To celebrate National Cybersecurity Awareness Month, RangeForce joined forces with Barclays to deliver a unique CyberSiege at Barclays RISE NYC. This CyberSiege was a one-day immersive cyberattack challenge with participants coming from Barclays and another leading fortune 500 company cybersecurity teams from around the NYC area. The roles of the participants included SOC staff, App Sec team, and a few forensic investigators.
CyberSieges are delivered through the RangeForce CyberTraining Platform’s virtual cyber-range with the actual attacks carried out by our Attack Bots (our automated Red Team). This hands-on training environment simulates a complete cyberattack environment.
The goal of participants was to detect and contain a multi-step attack against mixed infrastructure.
During the attack phase, simulated computer users (playing the part of unaware employees) executed malicious software. The malicious software ends up taking control of the entire enterprise infrastructure through privilege escalation, lateral movement, and an attack against their Microsoft Active Directory.
To keep things really interesting, while the teams were focused on the internal attack, the company’s website was also hit using path traversal, SQLi, XSS, CMDi. Teams were forced to prioritize defensive resources and focus as they dealt with this second front and assaults that included Golden Ticket attacks against a Kerberos environment, PtH, and attacks against a web application.
The winning team took just over 3 hours to complete the CyberSiege and won bragging rights for the day. The average team completion time was 5 hours.
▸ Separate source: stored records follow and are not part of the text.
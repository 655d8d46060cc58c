use core::{
    fmt::{self, Write as _},
    hint,
    sync::atomic::{AtomicBool, Ordering},
};

use ansi_term::{Attr, ClearScreen, Color};
use spin::Mutex;

use crate::interrupt;

mod sbi;

static CONSOLE: Mutex<SbiConsole> = Mutex::new(SbiConsole {});
static PANICKED: AtomicBool = AtomicBool::new(false);

struct SbiConsole {}

impl fmt::Write for SbiConsole {
    fn write_str(&mut self, s: &str) -> fmt::Result {
        let mut bytes = s.as_bytes();
        while !bytes.is_empty() {
            match sbi::write(bytes) {
                // If no bytes were written, we should stop.
                Ok(0) => break,
                Ok(written) => bytes = &bytes[written..],
                Err(_) => return Err(fmt::Error),
            }
        }
        Ok(())
    }
}

pub fn print(args: fmt::Arguments) {
    if PANICKED.load(Ordering::Acquire) {
        loop {
            // Spin forever to avoid further issues.
            hint::spin_loop();
        }
    }
    let _guard = interrupt::disable();
    let _ = CONSOLE.lock().write_fmt(args);
}

#[macro_export]
macro_rules! print {
    ($($arg:tt)*) => {
        $crate::console::print(format_args!($($arg)*))
    };
}

#[macro_export]
macro_rules! println {
    () => {
        $crate::print!("\n")
    };
    ($($arg:tt)*) => {
        $crate::print!("{}\n", format_args!($($arg)*))
    };
}

/// The SBI console as seen by the heap's fatal path.
#[derive(Debug)]
pub struct KernelConsole;

impl kheap::Console for KernelConsole {
    fn clear_screen(&mut self) {
        print!("{ClearScreen}");
    }

    fn set_color(&mut self, fg: Color, bg: Color) {
        print!("{}", Attr::new(fg, bg));
    }

    fn print_str(&mut self, s: &str) {
        print!("{s}");
    }

    fn print_hex_word(&mut self, value: u16) {
        print!("{value:04X}");
    }
}

#[cfg(target_os = "none")]
#[panic_handler]
fn panic(info: &core::panic::PanicInfo) -> ! {
    use ansi_term::{Reset, WithFg};

    let _guard = interrupt::disable();
    PANICKED.store(true, Ordering::Release);

    let mut console = CONSOLE.try_lock();
    let mut dummy_console = SbiConsole {};
    let console = console.as_deref_mut().unwrap_or(&mut dummy_console);

    let header = WithFg::new(Color::Red, "!!! KERNEL PANIC !!!");
    let _ = writeln!(console, "{Reset}\n\n{header}\n");
    if let Some(loc) = info.location() {
        let _ = writeln!(console, "Location:\n  {loc}\n");
    }
    let _ = writeln!(console, "Message:\n  {}\n", info.message());

    interrupt::halt();
}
Ask yourself a question here; how long would your team take to complete this scenario?
When the siege portion of the training was completed, the teams were debriefed on their strengths and weaknesses and using RangeForce training modules, each team was able to get some hands-on remediation training. Although we cannot give away the secrets of the attack — the focus of the post siege training was learning how to:
- Use common malware analysis tools and how to analyze PCAP files.
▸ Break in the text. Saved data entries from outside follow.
//! ANSI terminal attributes for the kernel console.
//!
//! The kernel talks to a serial terminal, so colours and screen control are
//! expressed as escape sequences. [`Color`] names the sixteen terminal
//! colours, [`Attr`] selects a foreground/background pair, and [`WithFg`]
//! wraps a value so that it is printed in a bold foreground colour.

#![no_std]
#![cfg_attr(coverage_nightly, feature(coverage_attribute))]

use core::fmt;

#[derive(Debug, Clone, Copy, PartialEq, Eq)]
pub enum Color {
    Black,
    DarkGray,
    Red,
    LightRed,
    Green,
    LightGreen,
    Yellow,
    LightYellow,
    Blue,
    LightBlue,
    Magenta,
    LightMagenta,
    Cyan,
    LightCyan,
    White,
    LightGray,
    Default,
}

impl Color {
    fn code(self) -> (u8, bool) {
        match self {
            Self::Black => (0, false),
            Self::DarkGray => (0, true),
            Self::Red => (1, false),
            Self::LightRed => (1, true),
            Self::Green => (2, false),
            Self::LightGreen => (2, true),
            Self::Yellow => (3, false),
            Self::LightYellow => (3, true),
            Self::Blue => (4, false),
            Self::LightBlue => (4, true),
            Self::Magenta => (5, false),
            Self::LightMagenta => (5, true),
            Self::Cyan => (6, false),
            Self::LightCyan => (6, true),
            Self::White => (7, true),
            Self::LightGray => (7, false),
            Self::Default => (9, false),
        }
    }

    /// SGR parameter selecting this colour as foreground.
    #[must_use]
    pub fn fg(self) -> u8 {
        let (code, light) = self.code();
        if light { code + 90 } else { code + 30 }
    }

    /// SGR parameter selecting this colour as background.
    #[must_use]
    pub fn bg(self) -> u8 {
        let (code, light) = self.code();
        if light { code + 100 } else { code + 40 }
    }
}

/// Foreground/background attribute pair.
///
/// Printing an `Attr` switches the terminal to the pair; it stays active
/// until [`Reset`] is printed.
#[derive(Debug, Clone, Copy, PartialEq, Eq)]
pub struct Attr {
    pub fg: Color,
    pub bg: Color,
}

impl Attr {
    #[must_use]
    pub const fn new(fg: Color, bg: Color) -> Self {
        Self { fg, bg }
    }
}

impl fmt::Display for Attr {
    fn fmt(&self, f: &mut fmt::Formatter<'_>) -> fmt::Result {
        write!(f, "\x1B[{};{};1m", self.fg.fg(), self.bg.bg())
    }
}

/// Restores the terminal's default attributes.
#[derive(Debug, Clone, Copy, PartialEq, Eq)]
pub struct Reset;

impl fmt::Display for Reset {
    fn fmt(&self, f: &mut fmt::Formatter<'_>) -> fmt::Result {
        f.write_str("\x1B[0m")
    }
}

/// Erases the whole screen and homes the cursor.
#[derive(Debug, Clone, Copy, PartialEq, Eq)]
pub struct ClearScreen;

impl fmt::Display for ClearScreen {
    fn fmt(&self, f: &mut fmt::Formatter<'_>) -> fmt::Result {
        f.write_str("\x1B[2J\x1B[H")
    }
}

pub struct WithFg<T>(Color, T);

impl<T> fmt::Display for WithFg<T>
where
    T: fmt::Display,
{
    fn fmt(&self, f: &mut fmt::Formatter<'_>) -> fmt::Result {
        let fg = self.0.fg();
        let value = &self.1;
        write!(f, "\x1B[{fg};1m{value}{Reset}")
    }
}

impl<T> WithFg<T> {
    pub fn new(color: Color, value: T) -> Self {
        Self(color, value)
    }
}

#[cfg_attr(coverage_nightly, coverage(off))]
#[cfg(test)]
mod tests {
    extern crate alloc;

    use alloc::format;

    use super::*;

    #[test]
    fn test_fg_and_bg_codes() {
        assert_eq!(Color::Red.fg(), 31);
        assert_eq!(Color::LightRed.fg(), 91);
        assert_eq!(Color::Red.bg(), 41);
        assert_eq!(Color::Blue.bg(), 44);
        assert_eq!(Color::White.bg(), 107);
        assert_eq!(Color::Default.bg(), 49);
    }

    #[test]
    fn test_attr_sequence() {
        let attr = Attr::new(Color::White, Color::Red);
        assert_eq!(format!("{attr}"), "\x1B[97;41;1m");
    }

    #[test]
    fn test_with_fg_resets() {
        let text = format!("{}", WithFg::new(Color::Green, "ok"));
        assert_eq!(text, "\x1B[32;1mok\x1B[0m");
    }

    #[test]
    fn test_clear_screen() {
        assert_eq!(format!("{ClearScreen}"), "\x1B[2J\x1B[H");
    }
}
- Properly configuration of HTTPS.
- Understand how hackers use password cracking tools
- Implement security controls and prioritize the restoration of compromised servers.
- Perform simple SQLi and NoSQLi attacks (such as authentication bypass, information gathering and data dumping using information schema and union selects).
One interesting takeaway from the Cyber Siege was from the team members who lacked a Microsoft background. They were very enthusiastic to acquire new technology skills on spot in order to successfully defend against the attacks. The takeaway — more cross-training of your Cyber Pros needs to occur.
Quotes of the day:
“I had to kick the last two teams out at 6 pm — they did not want to stop!”
– CyberSiege Lead Trainer
In defense of the last team…
“We have an immense desire to complete the entire training module because we wanted to fully understand how the attack propagated.”
– SOC Team Alpha Lead
(we did send them home with access to complete the module — I wonder if they got any sleep?)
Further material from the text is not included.